The white dog came into our lives a year ago today. I can’t even remember what we named him but he was only with us for 24 hours. He had some clear medical problems and I personally just didn’t want that mainly because I didn’t want another dog.

With this being a year ago that means Ares came into our lives shortly after. I have said many times I didn’t want another dog but I made a choice to make him happy instead of me. Which is how our whole time being together went. I have my days, like yesterday I cried probably about 95% of the day- no reason my dad blames hormones I blame pain.

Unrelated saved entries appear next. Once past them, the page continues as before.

use chrono::{DateTime, NaiveDate, Utc};
use serde::{Deserialize, Serialize};
use uuid::Uuid;

use crate::date_range::DateRange;

/// Lifecycle state of a booking. `Pending` is the only non-terminal state;
/// an approved or rejected booking is never decided again.
#[derive(Debug, Clone, Copy, PartialEq, Eq, Serialize, Deserialize)]
#[serde(rename_all = "lowercase")]
pub enum BookingStatus {
    /// Requested by a renter, awaiting the owner's decision
    Pending,
    /// Granted by the owner; holds exclusive claim to its date range
    Approved,
    /// Declined by the owner
    Rejected,
}

impl BookingStatus {
    /// Database/wire representation of the status.
    pub fn as_str(&self) -> &'static str {
        match self {
            BookingStatus::Pending => "pending",
            BookingStatus::Approved => "approved",
            BookingStatus::Rejected => "rejected",
        }
    }

    /// Parses the database/wire representation.
    pub fn parse(value: &str) -> Option<Self> {
        match value {
            "pending" => Some(BookingStatus::Pending),
            "approved" => Some(BookingStatus::Approved),
            "rejected" => Some(BookingStatus::Rejected),
            _ => None,
        }
    }

    /// True when no further transition is defined for this state.
    pub fn is_terminal(&self) -> bool {
        !matches!(self, BookingStatus::Pending)
    }
}

/// An owner's verdict on a pending booking.
#[derive(Debug, Clone, Copy, PartialEq, Eq)]
pub enum Decision {
    /// Grant the booking its date range
    Approve,
    /// Decline the booking
    Reject,
}

impl Decision {
    /// The terminal status this decision commits.
    pub fn target_status(&self) -> BookingStatus {
        match self {
            Decision::Approve => BookingStatus::Approved,
            Decision::Reject => BookingStatus::Rejected,
        }
    }
}

/// A booking record as persisted.
#[derive(Debug, Clone, Serialize)]
pub struct Booking {
    /// Unique identifier for the booking
    pub id: Uuid,
    /// Vehicle the booking claims days on
    pub vehicle_id: Uuid,
    /// User who requested the booking
    pub requester_id: Uuid,
    /// First requested day
    pub start_date: NaiveDate,
    /// Last requested day, inclusive
    pub end_date: NaiveDate,
    /// Current lifecycle state
    pub status: BookingStatus,
    /// When the booking was created
    pub created_at: DateTime<Utc>,
    /// When the booking was last updated
    pub updated_at: DateTime<Utc>,
}

impl Booking {
    /// The booking's requested days as a range.
    pub fn range(&self) -> DateRange {
        DateRange {
            start: self.start_date,
            end: self.end_date,
        }
    }
}

/// A requester's booking joined with its vehicle summary.
#[derive(Debug, Serialize)]
pub struct RequesterBooking {
    /// Unique identifier for the booking
    pub id: Uuid,
    /// Vehicle the booking claims days on
    pub vehicle_id: Uuid,
    /// First requested day
    pub start_date: NaiveDate,
    /// Last requested day, inclusive
    pub end_date: NaiveDate,
    /// Current lifecycle state
    pub status: BookingStatus,
    /// When the booking was created
    pub created_at: DateTime<Utc>,
    /// Location of the vehicle
    pub vehicle_location: String,
    /// Image of the vehicle
    pub vehicle_image_url: String,
}

/// A booking on one of an owner's vehicles, as shown to the owner.
#[derive(Debug, Serialize)]
pub struct OwnerBooking {
    /// Unique identifier for the booking
    pub id: Uuid,
    /// Vehicle the booking claims days on
    pub vehicle_id: Uuid,
    /// User who requested the booking
    pub requester_id: Uuid,
    /// First requested day
    pub start_date: NaiveDate,
    /// Last requested day, inclusive
    pub end_date: NaiveDate,
    /// Current lifecycle state
    pub status: BookingStatus,
    /// When the booking was created
    pub created_at: DateTime<Utc>,
    /// Location of the vehicle
    pub vehicle_location: String,
}

/// Calendar projection for a vehicle: its offered window plus every
/// booking's range and status, so clients can render pending and approved
/// days distinctly.
#[derive(Debug, Serialize)]
pub struct VehicleCalendar {
    /// The window the owner offers the vehicle in
    pub availability: DateRange,
    /// Ranges claimed by bookings of any status
    pub bookings: Vec<CalendarEntry>,
}

/// One booked range in a vehicle's calendar.
#[derive(Debug, Serialize)]
pub struct CalendarEntry {
    /// First booked day
    pub start_date: NaiveDate,
    /// Last booked day, inclusive
    pub end_date: NaiveDate,
    /// Lifecycle state of the booking claiming the range
    pub status: BookingStatus,
}

/// Custom error type for booking operations
#[derive(Debug, thiserror::Error)]
pub enum BookingError {
    /// Database error
    #[error("Database error: {0}")]
    Database(#[from] sqlx::Error),

    /// Validation error
    #[error("Validation error: {0}")]
    Validation(String),

    /// Start date after end date
    #[error("Invalid date range: start date must not be after end date")]
    InvalidDateRange,

    /// Requested range not contained in the vehicle's availability window
    #[error("Requested dates fall outside the vehicle's availability window")]
    OutOfWindow,

    /// An approved booking already occupies part of the range
    #[error("Vehicle is already booked during this period")]
    Overlap,

    /// Vehicle not found
    #[error("Vehicle not found")]
    VehicleNotFound,

    /// Booking not found
    #[error("Booking not found")]
    BookingNotFound,

    /// Actor is not the vehicle's owner
    #[error("Only the vehicle owner can decide a booking")]
    Forbidden,

    /// Booking is no longer pending
    #[error("Booking has already been decided")]
    InvalidTransition,

    /// Data format error
    #[error("Data format error: {0}")]
    DataFormat(String),
}

impl actix_web::ResponseError for BookingError {
    fn error_response(&self) -> actix_web::HttpResponse {
        use actix_web::HttpResponse;

        match self {
            BookingError::Validation(msg) => HttpResponse::BadRequest().json(serde_json::json!({
                "error": "validation_error",
                "message": msg
            })),
            BookingError::InvalidDateRange => HttpResponse::BadRequest().json(serde_json::json!({
                "error": "invalid_date_range",
                "message": "Start date must not be after end date"
            })),
            BookingError::OutOfWindow => HttpResponse::BadRequest().json(serde_json::json!({
                "error": "out_of_window",
                "message": "Requested dates fall outside the vehicle's availability window"
            })),
            BookingError::Overlap => HttpResponse::BadRequest().json(serde_json::json!({
                "error": "overlap",
                "message": "Vehicle is already booked during this period"
            })),
            BookingError::VehicleNotFound => HttpResponse::NotFound().json(serde_json::json!({
                "error": "vehicle_not_found",
                "message": "Vehicle not found"
            })),
            BookingError::BookingNotFound => HttpResponse::NotFound().json(serde_json::json!({
                "error": "booking_not_found",
                "message": "Booking not found"
            })),
            BookingError::Forbidden => HttpResponse::Forbidden().json(serde_json::json!({
                "error": "forbidden",
                "message": "Only the vehicle owner can decide a booking"
            })),
            BookingError::InvalidTransition => HttpResponse::BadRequest().json(serde_json::json!({
                "error": "invalid_transition",
                "message": "Booking has already been decided"
            })),
            _ => HttpResponse::InternalServerError().json(serde_json::json!({
                "error": "internal_error",
                "message": "An internal error occurred"
            })),
        }
    }
}

#[cfg(test)]
mod tests {
    use super::*;

    #[test]
    fn test_status_round_trip() {
        for status in [
            BookingStatus::Pending,
            BookingStatus::Approved,
            BookingStatus::Rejected,
        ] {
            assert_eq!(BookingStatus::parse(status.as_str()), Some(status));
        }
        assert_eq!(BookingStatus::parse("cancelled"), None);
    }

    #[test]
    fn test_only_pending_is_non_terminal() {
        assert!(!BookingStatus::Pending.is_terminal());
        assert!(BookingStatus::Approved.is_terminal());
        assert!(BookingStatus::Rejected.is_terminal());
    }

    #[test]
    fn test_decision_targets() {
        assert_eq!(Decision::Approve.target_status(), BookingStatus::Approved);
        assert_eq!(Decision::Reject.target_status(), BookingStatus::Rejected);
    }

    #[test]
    fn test_status_serializes_lowercase() {
        let json = serde_json::to_string(&BookingStatus::Approved).unwrap();
        assert_eq!(json, "\"approved\"");
    }
}
use sqlx::PgPool;
use tokio::task::JoinHandle;
use tracing::info;

use push_services::{PushDispatcher, PushService, spawn_dispatcher};

/// How many decision notifications may sit in the queue before enqueuing
/// waits; decisions are low-volume, so this never fills in practice.
const DISPATCH_QUEUE_SIZE: usize = 256;

/// Manager for the push notification dispatch system
/// Integrates with the web server to deliver booking decisions in the
/// background
pub struct NotifyManager {
    pool: PgPool,
    worker_handle: Option<JoinHandle<()>>,
}

impl NotifyManager {
    /// Create a new notify manager
    pub fn new(pool: PgPool) -> Self {
        Self {
            pool,
            worker_handle: None,
        }
    }

    /// Start the dispatch worker and return the queue handle the booking
    /// engine notifies through
    pub fn start(&mut self) -> PushDispatcher {
        info!("Starting push notification dispatcher");

        let push_service = PushService::new(self.pool.clone());
        let (dispatcher, handle) = spawn_dispatcher(push_service, DISPATCH_QUEUE_SIZE);

        self.worker_handle = Some(handle);

        info!("Push notification dispatcher started successfully");
        dispatcher
    }

    /// Stop the dispatch worker
    pub async fn stop(&mut self) {
        info!("Stopping push notification dispatcher");

        if let Some(handle) = self.worker_handle.take() {
            handle.abort();
            let _ = handle.await;
        }

        info!("Push notification dispatcher stopped");
    }
}

impl Drop for NotifyManager {
    fn drop(&mut self) {
        if let Some(handle) = self.worker_handle.take() {
            handle.abort();
        }
    }
}
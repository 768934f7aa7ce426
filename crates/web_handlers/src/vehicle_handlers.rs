use actix_web::{HttpResponse, Result, web};
use base64::Engine as _;
use base64::engine::general_purpose::STANDARD as BASE64;
use validator::Validate;

use auth_services::middleware::AuthenticatedUser;
use booking_engine::{AvailabilityLedger, BookingError, DateRange};
use media_store::{ImageKind, ImageStore, sniff_image};

use crate::vehicle_service::VehicleService;
use crate::vehicle_types::*;

/// Decodes and sniffs a base64 image payload, rejecting anything that is
/// not a supported image format.
fn decode_image(image_data: &str) -> Result<(Vec<u8>, ImageKind), VehicleError> {
    let bytes = BASE64
        .decode(image_data)
        .map_err(|_| VehicleError::Validation("Image data is not valid base64".to_string()))?;

    let kind = sniff_image(&bytes).ok_or(VehicleError::InvalidImage)?;
    Ok((bytes, kind))
}

fn window_range(window: &AvailabilityWindow) -> Result<DateRange, VehicleError> {
    DateRange::new(window.start_date, window.end_date)
        .map_err(|_| VehicleError::InvalidDateRange)
}

/// Public listing of vehicles bookable today: window covers the current
/// day and at least one day is still free of approved bookings.
pub async fn list_vehicles(pool: web::Data<sqlx::PgPool>) -> Result<HttpResponse, VehicleError> {
    let vehicle_service = VehicleService::new(pool.get_ref().clone());
    let vehicles = vehicle_service.available_vehicles().await?;

    let response = ListVehiclesResponse {
        total: vehicles.len() as i64,
        vehicles,
    };

    Ok(HttpResponse::Ok().json(response))
}

/// Gets the authenticated owner's vehicle listings
pub async fn my_vehicles(
    pool: web::Data<sqlx::PgPool>,
    user: AuthenticatedUser,
) -> Result<HttpResponse, VehicleError> {
    let vehicle_service = VehicleService::new(pool.get_ref().clone());
    let vehicles = vehicle_service.vehicles_for_owner(&user.0).await?;

    let response = ListVehiclesResponse {
        total: vehicles.len() as i64,
        vehicles,
    };

    Ok(HttpResponse::Ok().json(response))
}

/// Gets a single vehicle listing by ID
pub async fn get_vehicle(
    pool: web::Data<sqlx::PgPool>,
    path: web::Path<uuid::Uuid>,
) -> Result<HttpResponse, VehicleError> {
    let vehicle_id = path.into_inner();
    let vehicle_service = VehicleService::new(pool.get_ref().clone());
    let vehicle = vehicle_service.get_vehicle(&vehicle_id).await?;

    Ok(HttpResponse::Ok().json(vehicle))
}

/// Creates a new vehicle listing for the authenticated user
pub async fn create_vehicle(
    pool: web::Data<sqlx::PgPool>,
    image_store: web::Data<dyn ImageStore>,
    user: AuthenticatedUser,
    request: web::Json<CreateVehicleRequest>,
) -> Result<HttpResponse, VehicleError> {
    // Validate the request
    request
        .validate()
        .map_err(|e| VehicleError::Validation(format!("Validation error: {}", e)))?;

    let window = window_range(&request.availability)?;
    let (bytes, kind) = decode_image(&request.image_data)?;

    let image_url = image_store
        .store(bytes, &request.image_filename, kind)
        .await
        .map_err(|e| VehicleError::MediaStore(e.to_string()))?;

    let vehicle_service = VehicleService::new(pool.get_ref().clone());
    let vehicle = vehicle_service
        .create_vehicle(&user.0, &request.location, &window, &image_url)
        .await?;

    Ok(HttpResponse::Created().json(vehicle))
}

/// Updates a vehicle listing; only the owner may update
pub async fn update_vehicle(
    pool: web::Data<sqlx::PgPool>,
    image_store: web::Data<dyn ImageStore>,
    user: AuthenticatedUser,
    path: web::Path<uuid::Uuid>,
    request: web::Json<UpdateVehicleRequest>,
) -> Result<HttpResponse, VehicleError> {
    // Validate the request
    request
        .validate()
        .map_err(|e| VehicleError::Validation(format!("Validation error: {}", e)))?;

    let vehicle_id = path.into_inner();

    let window = match &request.availability {
        Some(window) => Some(window_range(window)?),
        None => None,
    };

    // If an image is included, validate and re-upload
    let image_url = match &request.image_data {
        Some(image_data) => {
            let filename = request.image_filename.as_deref().unwrap_or("vehicle");
            let (bytes, kind) = decode_image(image_data)?;

            let url = image_store
                .store(bytes, filename, kind)
                .await
                .map_err(|e| VehicleError::MediaStore(e.to_string()))?;
            Some(url)
        }
        None => None,
    };

    let vehicle_service = VehicleService::new(pool.get_ref().clone());
    let vehicle = vehicle_service
        .update_vehicle(
            &user.0,
            &vehicle_id,
            request.location.as_deref(),
            window.as_ref(),
            image_url.as_deref(),
        )
        .await?;

    Ok(HttpResponse::Ok().json(vehicle))
}

/// Deletes a vehicle listing; only the owner may delete
pub async fn delete_vehicle(
    pool: web::Data<sqlx::PgPool>,
    user: AuthenticatedUser,
    path: web::Path<uuid::Uuid>,
) -> Result<HttpResponse, VehicleError> {
    let vehicle_id = path.into_inner();
    let vehicle_service = VehicleService::new(pool.get_ref().clone());
    vehicle_service.delete_vehicle(&user.0, &vehicle_id).await?;

    log::info!("Vehicle {} deleted by owner {}", vehicle_id, user.0);

    Ok(HttpResponse::Ok().json(serde_json::json!({
        "message": "Vehicle deleted"
    })))
}

/// Calendar projection for a vehicle: its availability window plus every
/// booking's range and status
pub async fn vehicle_calendar(
    pool: web::Data<sqlx::PgPool>,
    path: web::Path<uuid::Uuid>,
) -> Result<HttpResponse, BookingError> {
    let vehicle_id = path.into_inner();
    let ledger = AvailabilityLedger::new(pool.get_ref().clone());
    let calendar = ledger.vehicle_calendar(&vehicle_id).await?;

    Ok(HttpResponse::Ok().json(calendar))
}

#[cfg(test)]
mod tests {
    use super::*;

    #[test]
    fn test_decode_image_accepts_base64_jpeg() {
        let encoded = BASE64.encode([0xFF, 0xD8, 0xFF, 0xE0, 0x01, 0x02]);
        let (bytes, kind) = decode_image(&encoded).unwrap();

        assert_eq!(kind, ImageKind::Jpeg);
        assert_eq!(bytes.len(), 6);
    }

    #[test]
    fn test_decode_image_rejects_bad_base64() {
        let result = decode_image("not base64!!!");
        assert!(matches!(result, Err(VehicleError::Validation(_))));
    }

    #[test]
    fn test_decode_image_rejects_non_image_bytes() {
        let encoded = BASE64.encode(b"just some text");
        let result = decode_image(&encoded);
        assert!(matches!(result, Err(VehicleError::InvalidImage)));
    }
}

Looking at this picture of Zeus also makes me miss him more. While I know there must have been some plan to give this dog back because if we didn’t I wouldn’t have Ares and as much as I didn’t want a dog I am so happy I have Ares. Today we took him to the dog park and played for two hours. I try not to think of him as a constant reminder of my ex but somedays it comes out that way.

While I spent my day yesterday sad and emotional, today I am angry and annoyed. I wanted to say something today but I know better to keep my mouth shut instead of starting a fight that will in turn make me cry. Maybe it is hormones because wow it’s been a roller coaster. It annoys me that money would be sent and the only way I could pick it up is by a slap in the face of having to put in the Homewrecking state. The fact that is still irritates me to the core really reminds me that I’m not over it all. I want to be so bad but I can’t force it.

There are days I get up and I have the best day not a thought goes though my mind. Then there are days I don’t even want to get out of bed but I do because I am a mother and that’s what we have to do.

I love when friends send things like this to me. It is a reminder to stay true to who I am. To stay true to my morals and beliefs. To remind myself I am a good person and his actions will not change who I am. I have to remember I can be loved and someone will take the time to give me a chance to trust them. I have to remember someone will come along and when they promise me or children that they will stay that they will actually stay and be there.

There are days when I miss the hugs, the sweet tone in voice, the days when I believed in love and trusting someone, the times when someone was coming home to me, the time when I believed I was the only woman in his life. I miss the goofy, fun, playful times but then I snap back and remember it was all a big lie.

I think about how I haven’t heard his voice since our goodbye when he walked out the door in Arizona. I think about how she gets to talk to him everyday, hear his voice, see him in a FaceTime-Skype or whatever. I think about how I was replaced so easy. I think about their wedding and how I was sitting with my son trying to explain to him not to think it was his fault.

I would do anything to forget the last year plus, literally anything so if anyone has any ideas let me know!

I hope everyone has a wonderful day then my hormonal emotional mind is having!